▶ _DESCRIPTION OF THE TASK_
What is needed is a copy of each line in the listing that contains "NotConfigured".

···

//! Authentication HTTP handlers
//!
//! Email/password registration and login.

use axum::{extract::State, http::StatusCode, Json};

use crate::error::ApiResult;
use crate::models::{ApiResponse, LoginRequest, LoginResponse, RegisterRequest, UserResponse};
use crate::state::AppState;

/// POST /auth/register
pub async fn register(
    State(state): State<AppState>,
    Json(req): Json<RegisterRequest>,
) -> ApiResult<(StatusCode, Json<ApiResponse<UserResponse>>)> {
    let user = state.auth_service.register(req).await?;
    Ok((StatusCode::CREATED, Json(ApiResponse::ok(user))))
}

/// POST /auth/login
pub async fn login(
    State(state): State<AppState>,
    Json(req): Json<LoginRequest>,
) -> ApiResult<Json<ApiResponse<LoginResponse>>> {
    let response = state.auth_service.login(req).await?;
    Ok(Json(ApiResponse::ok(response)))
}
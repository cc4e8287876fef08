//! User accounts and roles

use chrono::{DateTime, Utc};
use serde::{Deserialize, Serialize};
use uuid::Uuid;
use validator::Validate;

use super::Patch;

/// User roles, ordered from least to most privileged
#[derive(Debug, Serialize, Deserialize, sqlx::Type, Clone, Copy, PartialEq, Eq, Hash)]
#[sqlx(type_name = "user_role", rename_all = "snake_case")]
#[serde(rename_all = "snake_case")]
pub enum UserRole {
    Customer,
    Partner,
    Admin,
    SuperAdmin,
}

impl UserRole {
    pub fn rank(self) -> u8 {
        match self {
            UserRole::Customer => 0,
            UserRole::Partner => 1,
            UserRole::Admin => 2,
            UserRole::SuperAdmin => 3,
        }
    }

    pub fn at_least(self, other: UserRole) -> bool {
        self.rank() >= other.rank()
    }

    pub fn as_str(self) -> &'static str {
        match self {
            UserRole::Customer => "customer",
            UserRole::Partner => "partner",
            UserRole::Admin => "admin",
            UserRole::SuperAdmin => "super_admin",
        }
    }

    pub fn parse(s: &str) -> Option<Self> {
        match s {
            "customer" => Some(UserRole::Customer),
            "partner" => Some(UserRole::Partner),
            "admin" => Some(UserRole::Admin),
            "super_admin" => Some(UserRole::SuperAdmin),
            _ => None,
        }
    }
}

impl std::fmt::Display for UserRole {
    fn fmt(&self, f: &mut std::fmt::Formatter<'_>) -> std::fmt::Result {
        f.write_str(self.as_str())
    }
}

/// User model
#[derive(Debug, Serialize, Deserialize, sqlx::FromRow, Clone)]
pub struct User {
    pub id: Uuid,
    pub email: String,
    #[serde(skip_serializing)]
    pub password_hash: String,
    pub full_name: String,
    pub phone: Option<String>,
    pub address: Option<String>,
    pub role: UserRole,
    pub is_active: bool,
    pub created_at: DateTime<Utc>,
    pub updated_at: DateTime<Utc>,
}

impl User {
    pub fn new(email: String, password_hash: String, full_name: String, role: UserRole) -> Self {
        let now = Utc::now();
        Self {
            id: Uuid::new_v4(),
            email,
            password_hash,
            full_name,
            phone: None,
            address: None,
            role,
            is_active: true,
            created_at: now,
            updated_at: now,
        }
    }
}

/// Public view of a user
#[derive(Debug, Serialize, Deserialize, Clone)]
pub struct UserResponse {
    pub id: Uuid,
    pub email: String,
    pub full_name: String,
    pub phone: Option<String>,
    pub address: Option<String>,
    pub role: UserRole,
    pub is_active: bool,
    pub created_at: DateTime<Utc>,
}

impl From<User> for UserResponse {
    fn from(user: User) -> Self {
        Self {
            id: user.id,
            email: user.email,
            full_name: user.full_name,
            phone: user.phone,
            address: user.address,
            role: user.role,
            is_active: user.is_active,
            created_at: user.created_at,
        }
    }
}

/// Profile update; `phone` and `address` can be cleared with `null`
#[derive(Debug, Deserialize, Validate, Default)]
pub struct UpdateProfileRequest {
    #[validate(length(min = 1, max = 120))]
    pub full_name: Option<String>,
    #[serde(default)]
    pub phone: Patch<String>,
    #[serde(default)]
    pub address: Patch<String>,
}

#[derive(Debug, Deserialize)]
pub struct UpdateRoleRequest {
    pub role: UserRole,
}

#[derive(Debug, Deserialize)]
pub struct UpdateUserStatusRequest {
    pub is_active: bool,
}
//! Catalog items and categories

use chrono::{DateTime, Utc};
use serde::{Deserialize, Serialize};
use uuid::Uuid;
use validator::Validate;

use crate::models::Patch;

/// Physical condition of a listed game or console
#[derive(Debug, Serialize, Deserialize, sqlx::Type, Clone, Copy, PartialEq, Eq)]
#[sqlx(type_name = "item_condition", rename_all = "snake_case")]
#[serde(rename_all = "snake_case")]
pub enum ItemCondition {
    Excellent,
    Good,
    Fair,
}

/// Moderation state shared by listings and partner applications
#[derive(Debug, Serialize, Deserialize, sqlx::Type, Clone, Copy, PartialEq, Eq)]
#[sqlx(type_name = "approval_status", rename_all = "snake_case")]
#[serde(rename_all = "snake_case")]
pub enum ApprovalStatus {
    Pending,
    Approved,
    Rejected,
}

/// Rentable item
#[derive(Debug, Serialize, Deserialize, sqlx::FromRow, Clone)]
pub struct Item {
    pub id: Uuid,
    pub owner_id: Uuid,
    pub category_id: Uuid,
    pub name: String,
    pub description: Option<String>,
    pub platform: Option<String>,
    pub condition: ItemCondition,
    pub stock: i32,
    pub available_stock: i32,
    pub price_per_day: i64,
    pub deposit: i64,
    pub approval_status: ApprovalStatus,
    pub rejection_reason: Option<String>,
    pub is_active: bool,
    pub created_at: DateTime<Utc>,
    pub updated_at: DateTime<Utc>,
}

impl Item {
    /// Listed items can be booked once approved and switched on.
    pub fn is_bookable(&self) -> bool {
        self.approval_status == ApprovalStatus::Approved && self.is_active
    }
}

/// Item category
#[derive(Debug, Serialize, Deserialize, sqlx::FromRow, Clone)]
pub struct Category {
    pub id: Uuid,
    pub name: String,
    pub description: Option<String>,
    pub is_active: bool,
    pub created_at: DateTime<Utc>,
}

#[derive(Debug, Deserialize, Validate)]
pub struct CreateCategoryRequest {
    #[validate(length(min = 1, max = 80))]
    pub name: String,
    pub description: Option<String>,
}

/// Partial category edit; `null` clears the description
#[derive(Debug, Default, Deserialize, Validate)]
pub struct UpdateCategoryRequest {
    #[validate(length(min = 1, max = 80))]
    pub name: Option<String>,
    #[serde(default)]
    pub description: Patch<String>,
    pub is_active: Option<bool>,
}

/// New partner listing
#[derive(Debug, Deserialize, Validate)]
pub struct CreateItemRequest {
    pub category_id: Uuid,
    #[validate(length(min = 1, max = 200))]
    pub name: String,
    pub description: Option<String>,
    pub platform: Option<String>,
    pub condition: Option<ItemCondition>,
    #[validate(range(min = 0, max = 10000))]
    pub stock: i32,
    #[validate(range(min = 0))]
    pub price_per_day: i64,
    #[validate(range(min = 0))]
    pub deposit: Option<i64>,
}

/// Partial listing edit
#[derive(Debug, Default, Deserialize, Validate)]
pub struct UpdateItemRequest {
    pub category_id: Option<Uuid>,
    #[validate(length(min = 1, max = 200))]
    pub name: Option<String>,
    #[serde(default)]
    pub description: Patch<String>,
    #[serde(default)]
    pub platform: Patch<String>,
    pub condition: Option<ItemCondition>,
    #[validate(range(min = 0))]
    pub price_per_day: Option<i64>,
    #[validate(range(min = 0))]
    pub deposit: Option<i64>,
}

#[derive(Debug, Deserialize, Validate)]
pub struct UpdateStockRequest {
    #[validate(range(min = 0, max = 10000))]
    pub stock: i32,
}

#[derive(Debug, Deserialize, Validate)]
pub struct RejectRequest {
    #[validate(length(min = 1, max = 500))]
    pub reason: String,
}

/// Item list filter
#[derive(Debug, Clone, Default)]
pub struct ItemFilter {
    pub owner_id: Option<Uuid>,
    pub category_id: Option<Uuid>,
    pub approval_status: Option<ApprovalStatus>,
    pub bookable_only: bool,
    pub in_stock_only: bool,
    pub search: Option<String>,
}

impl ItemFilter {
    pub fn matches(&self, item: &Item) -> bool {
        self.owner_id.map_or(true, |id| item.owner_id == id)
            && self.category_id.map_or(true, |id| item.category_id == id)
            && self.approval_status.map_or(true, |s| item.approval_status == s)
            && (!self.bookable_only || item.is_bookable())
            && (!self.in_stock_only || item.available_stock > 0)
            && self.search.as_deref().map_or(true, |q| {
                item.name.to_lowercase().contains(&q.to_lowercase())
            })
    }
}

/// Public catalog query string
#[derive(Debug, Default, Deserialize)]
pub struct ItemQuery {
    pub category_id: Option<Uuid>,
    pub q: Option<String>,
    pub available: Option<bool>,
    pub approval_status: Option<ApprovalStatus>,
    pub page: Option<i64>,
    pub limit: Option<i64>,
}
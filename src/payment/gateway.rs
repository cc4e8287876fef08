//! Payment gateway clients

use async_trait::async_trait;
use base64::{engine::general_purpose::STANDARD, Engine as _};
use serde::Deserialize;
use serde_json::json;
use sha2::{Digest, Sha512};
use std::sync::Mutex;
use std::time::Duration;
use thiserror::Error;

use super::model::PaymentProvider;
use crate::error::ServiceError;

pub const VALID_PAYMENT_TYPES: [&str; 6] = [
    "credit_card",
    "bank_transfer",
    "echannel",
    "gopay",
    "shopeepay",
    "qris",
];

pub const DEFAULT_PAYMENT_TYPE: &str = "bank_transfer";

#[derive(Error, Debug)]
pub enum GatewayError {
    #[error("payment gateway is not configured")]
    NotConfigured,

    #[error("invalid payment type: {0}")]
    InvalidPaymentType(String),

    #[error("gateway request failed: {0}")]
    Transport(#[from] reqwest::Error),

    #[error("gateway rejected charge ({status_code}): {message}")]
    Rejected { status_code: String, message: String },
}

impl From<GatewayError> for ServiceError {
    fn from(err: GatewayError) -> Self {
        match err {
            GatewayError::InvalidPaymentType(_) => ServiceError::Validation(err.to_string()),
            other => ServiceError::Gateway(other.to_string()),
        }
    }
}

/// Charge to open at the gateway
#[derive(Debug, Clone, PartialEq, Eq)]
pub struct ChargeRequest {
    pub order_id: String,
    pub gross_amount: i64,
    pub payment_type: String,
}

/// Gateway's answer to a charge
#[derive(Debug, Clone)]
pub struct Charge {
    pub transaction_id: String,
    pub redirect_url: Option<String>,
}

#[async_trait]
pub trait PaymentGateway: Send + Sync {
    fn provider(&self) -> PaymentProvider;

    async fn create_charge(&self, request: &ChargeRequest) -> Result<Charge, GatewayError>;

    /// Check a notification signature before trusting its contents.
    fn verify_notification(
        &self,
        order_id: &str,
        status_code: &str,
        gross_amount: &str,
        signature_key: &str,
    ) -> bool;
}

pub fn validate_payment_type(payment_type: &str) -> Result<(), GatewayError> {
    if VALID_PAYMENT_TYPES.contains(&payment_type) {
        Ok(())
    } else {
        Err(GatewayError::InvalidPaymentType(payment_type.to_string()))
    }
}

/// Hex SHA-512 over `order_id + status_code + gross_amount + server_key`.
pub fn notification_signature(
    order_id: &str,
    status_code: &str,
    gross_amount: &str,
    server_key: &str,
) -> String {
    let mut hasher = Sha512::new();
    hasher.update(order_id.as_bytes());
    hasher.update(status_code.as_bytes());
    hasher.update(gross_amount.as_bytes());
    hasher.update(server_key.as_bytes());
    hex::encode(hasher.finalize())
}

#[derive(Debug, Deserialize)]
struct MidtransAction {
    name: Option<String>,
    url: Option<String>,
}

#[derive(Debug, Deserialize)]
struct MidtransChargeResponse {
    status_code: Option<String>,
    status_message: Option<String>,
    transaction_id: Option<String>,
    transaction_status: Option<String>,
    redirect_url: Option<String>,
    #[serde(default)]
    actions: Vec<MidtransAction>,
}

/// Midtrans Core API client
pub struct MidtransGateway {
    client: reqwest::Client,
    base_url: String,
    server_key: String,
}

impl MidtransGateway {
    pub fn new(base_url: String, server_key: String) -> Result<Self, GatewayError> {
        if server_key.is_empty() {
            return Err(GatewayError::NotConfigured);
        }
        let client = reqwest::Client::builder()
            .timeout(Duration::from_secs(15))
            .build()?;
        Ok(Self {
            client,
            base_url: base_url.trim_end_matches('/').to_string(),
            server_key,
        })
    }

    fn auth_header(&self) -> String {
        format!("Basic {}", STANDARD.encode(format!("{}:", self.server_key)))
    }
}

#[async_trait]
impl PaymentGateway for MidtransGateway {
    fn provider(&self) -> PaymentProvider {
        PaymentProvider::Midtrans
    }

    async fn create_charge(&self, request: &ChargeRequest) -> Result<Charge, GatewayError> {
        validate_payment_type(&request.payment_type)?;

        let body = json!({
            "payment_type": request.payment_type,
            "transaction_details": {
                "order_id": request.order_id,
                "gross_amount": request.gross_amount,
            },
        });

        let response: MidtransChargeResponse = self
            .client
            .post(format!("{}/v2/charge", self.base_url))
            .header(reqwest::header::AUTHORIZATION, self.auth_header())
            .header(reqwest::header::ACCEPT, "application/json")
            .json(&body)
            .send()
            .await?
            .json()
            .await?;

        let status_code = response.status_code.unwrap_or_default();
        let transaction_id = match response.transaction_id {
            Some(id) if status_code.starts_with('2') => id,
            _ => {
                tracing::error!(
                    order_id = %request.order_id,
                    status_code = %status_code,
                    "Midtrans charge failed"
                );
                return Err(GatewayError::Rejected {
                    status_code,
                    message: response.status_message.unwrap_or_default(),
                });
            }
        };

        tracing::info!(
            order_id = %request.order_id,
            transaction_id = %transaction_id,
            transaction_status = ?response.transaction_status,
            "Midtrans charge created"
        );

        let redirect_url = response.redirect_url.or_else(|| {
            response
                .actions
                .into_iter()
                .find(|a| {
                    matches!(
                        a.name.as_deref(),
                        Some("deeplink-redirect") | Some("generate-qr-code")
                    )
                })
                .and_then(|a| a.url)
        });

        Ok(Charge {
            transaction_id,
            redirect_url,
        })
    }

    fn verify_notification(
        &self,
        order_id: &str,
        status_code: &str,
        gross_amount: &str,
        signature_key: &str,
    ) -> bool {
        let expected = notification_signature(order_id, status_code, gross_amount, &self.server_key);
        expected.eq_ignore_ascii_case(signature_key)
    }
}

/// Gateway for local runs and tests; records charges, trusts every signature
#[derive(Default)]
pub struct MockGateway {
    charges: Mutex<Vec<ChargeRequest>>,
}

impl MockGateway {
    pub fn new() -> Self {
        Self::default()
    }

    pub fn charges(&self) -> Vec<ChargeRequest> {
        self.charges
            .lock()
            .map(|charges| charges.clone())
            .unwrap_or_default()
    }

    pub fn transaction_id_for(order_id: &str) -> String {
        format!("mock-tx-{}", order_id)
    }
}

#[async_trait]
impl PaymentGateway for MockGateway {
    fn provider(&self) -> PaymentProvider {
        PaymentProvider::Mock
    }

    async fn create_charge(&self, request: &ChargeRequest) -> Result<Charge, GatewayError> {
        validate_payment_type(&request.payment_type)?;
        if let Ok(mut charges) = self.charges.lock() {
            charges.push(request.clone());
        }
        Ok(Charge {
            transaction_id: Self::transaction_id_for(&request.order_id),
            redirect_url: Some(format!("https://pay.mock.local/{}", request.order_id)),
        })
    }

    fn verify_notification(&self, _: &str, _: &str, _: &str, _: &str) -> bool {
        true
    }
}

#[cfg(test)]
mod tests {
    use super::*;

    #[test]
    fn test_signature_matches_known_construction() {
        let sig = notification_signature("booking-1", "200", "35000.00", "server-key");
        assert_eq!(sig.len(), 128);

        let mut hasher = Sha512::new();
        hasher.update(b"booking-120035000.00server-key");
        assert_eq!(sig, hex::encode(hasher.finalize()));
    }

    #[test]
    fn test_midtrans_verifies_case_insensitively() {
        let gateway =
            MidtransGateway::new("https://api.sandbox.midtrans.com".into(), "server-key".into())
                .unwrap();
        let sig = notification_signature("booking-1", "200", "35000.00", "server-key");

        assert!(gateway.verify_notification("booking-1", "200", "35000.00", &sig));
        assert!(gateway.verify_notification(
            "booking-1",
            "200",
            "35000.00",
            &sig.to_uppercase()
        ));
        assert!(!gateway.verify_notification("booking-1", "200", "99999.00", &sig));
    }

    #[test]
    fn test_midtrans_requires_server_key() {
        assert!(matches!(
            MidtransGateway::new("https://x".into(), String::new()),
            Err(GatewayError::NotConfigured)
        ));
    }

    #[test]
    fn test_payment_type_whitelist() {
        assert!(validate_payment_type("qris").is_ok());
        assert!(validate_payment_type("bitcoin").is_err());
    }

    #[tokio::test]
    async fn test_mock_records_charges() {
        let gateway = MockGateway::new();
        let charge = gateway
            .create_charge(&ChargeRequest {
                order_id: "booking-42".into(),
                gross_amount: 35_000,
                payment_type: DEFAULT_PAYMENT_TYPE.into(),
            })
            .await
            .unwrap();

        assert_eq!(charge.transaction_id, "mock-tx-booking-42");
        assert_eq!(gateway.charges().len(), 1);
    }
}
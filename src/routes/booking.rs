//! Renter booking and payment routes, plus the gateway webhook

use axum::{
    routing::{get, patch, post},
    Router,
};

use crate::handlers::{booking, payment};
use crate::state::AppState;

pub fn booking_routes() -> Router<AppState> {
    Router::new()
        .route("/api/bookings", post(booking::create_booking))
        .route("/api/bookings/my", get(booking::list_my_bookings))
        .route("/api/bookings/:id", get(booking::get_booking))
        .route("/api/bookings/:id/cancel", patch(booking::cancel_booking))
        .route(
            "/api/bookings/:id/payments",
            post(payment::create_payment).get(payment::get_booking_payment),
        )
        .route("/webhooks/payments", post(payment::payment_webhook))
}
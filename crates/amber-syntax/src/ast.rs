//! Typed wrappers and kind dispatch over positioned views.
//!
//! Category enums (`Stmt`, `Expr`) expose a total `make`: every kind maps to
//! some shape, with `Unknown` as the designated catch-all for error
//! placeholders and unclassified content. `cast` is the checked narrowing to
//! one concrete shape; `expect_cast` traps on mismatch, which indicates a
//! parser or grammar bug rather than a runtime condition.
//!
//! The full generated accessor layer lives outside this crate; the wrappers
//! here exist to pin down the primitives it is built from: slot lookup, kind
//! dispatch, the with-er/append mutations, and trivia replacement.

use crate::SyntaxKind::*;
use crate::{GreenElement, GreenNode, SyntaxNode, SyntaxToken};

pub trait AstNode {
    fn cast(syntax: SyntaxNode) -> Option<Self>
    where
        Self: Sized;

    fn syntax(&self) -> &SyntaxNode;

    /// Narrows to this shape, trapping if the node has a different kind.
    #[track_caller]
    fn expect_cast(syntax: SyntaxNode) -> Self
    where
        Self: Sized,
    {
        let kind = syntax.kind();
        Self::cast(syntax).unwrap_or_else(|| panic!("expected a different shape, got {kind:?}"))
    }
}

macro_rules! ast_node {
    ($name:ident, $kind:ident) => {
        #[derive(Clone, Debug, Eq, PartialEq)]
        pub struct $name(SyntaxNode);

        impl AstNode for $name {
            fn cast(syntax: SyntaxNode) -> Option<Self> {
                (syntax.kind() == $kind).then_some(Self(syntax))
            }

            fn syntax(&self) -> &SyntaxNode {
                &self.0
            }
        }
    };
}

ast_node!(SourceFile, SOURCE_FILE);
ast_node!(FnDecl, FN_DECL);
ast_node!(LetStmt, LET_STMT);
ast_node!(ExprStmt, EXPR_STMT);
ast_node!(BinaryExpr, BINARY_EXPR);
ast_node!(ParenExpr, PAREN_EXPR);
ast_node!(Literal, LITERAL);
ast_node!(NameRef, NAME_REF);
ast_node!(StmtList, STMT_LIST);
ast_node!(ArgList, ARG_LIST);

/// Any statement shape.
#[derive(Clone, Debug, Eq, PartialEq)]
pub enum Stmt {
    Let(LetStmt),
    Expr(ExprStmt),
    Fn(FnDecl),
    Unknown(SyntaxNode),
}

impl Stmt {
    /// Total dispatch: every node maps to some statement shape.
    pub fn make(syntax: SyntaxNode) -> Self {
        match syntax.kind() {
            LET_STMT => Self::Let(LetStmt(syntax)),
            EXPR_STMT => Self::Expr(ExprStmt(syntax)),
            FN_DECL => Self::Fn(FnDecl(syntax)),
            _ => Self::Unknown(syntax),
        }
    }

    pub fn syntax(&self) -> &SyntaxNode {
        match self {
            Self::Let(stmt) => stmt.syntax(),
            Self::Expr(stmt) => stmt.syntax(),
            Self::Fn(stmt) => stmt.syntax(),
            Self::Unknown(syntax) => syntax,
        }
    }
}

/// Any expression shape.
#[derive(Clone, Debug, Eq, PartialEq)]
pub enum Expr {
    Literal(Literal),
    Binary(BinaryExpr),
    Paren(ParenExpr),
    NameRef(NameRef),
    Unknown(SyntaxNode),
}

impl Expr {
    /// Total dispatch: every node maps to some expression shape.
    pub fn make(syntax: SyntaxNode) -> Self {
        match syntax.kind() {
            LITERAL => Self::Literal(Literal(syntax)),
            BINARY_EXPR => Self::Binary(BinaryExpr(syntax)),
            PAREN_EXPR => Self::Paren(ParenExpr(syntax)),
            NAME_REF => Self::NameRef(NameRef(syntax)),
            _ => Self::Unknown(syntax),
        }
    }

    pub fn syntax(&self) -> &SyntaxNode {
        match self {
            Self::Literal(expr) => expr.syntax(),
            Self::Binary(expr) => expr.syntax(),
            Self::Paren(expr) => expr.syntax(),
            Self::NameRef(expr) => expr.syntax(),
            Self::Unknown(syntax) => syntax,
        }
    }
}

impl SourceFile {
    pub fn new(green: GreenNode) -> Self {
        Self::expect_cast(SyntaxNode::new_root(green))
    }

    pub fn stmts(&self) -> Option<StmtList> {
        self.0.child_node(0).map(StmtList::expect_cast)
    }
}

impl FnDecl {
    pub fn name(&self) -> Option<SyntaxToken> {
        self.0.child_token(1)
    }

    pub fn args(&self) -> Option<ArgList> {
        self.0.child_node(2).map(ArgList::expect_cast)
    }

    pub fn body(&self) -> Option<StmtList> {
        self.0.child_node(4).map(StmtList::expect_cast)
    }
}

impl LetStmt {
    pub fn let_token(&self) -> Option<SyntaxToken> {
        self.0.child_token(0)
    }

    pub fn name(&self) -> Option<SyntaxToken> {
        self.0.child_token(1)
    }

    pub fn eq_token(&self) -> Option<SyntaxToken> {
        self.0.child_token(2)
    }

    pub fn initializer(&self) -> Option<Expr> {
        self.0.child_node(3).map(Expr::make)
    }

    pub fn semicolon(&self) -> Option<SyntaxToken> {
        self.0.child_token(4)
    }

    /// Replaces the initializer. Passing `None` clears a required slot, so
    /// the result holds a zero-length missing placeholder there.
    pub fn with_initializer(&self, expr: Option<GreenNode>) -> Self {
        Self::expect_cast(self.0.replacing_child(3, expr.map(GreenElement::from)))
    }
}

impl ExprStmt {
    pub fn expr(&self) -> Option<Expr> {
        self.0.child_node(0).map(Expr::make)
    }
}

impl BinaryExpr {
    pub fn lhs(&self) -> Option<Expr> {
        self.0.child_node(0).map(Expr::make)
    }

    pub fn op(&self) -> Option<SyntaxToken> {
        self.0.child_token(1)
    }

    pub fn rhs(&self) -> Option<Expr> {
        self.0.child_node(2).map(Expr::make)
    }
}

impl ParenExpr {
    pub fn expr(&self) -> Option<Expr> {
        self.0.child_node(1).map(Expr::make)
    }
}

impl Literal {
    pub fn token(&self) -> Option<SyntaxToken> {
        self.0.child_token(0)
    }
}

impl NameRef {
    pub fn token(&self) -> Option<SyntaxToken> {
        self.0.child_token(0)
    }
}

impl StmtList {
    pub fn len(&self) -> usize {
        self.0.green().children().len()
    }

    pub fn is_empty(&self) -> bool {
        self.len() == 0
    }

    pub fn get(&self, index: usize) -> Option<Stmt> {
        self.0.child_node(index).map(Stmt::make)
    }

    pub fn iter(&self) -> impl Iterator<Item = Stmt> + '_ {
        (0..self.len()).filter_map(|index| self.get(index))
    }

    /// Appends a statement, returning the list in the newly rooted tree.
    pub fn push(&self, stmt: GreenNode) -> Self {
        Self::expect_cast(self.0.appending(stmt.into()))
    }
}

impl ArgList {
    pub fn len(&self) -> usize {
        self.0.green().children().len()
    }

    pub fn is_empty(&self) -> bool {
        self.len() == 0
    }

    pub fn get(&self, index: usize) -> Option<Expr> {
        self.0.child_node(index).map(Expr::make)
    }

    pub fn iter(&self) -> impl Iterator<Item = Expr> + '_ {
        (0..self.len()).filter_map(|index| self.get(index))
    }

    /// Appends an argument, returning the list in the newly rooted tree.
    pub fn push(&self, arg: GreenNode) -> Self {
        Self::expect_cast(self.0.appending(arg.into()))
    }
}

···

▶ _OUTPUT OF THE TASK_
    NotConfigured,
            return Err(GatewayError::NotConfigured);
            Err(GatewayError::NotConfigured)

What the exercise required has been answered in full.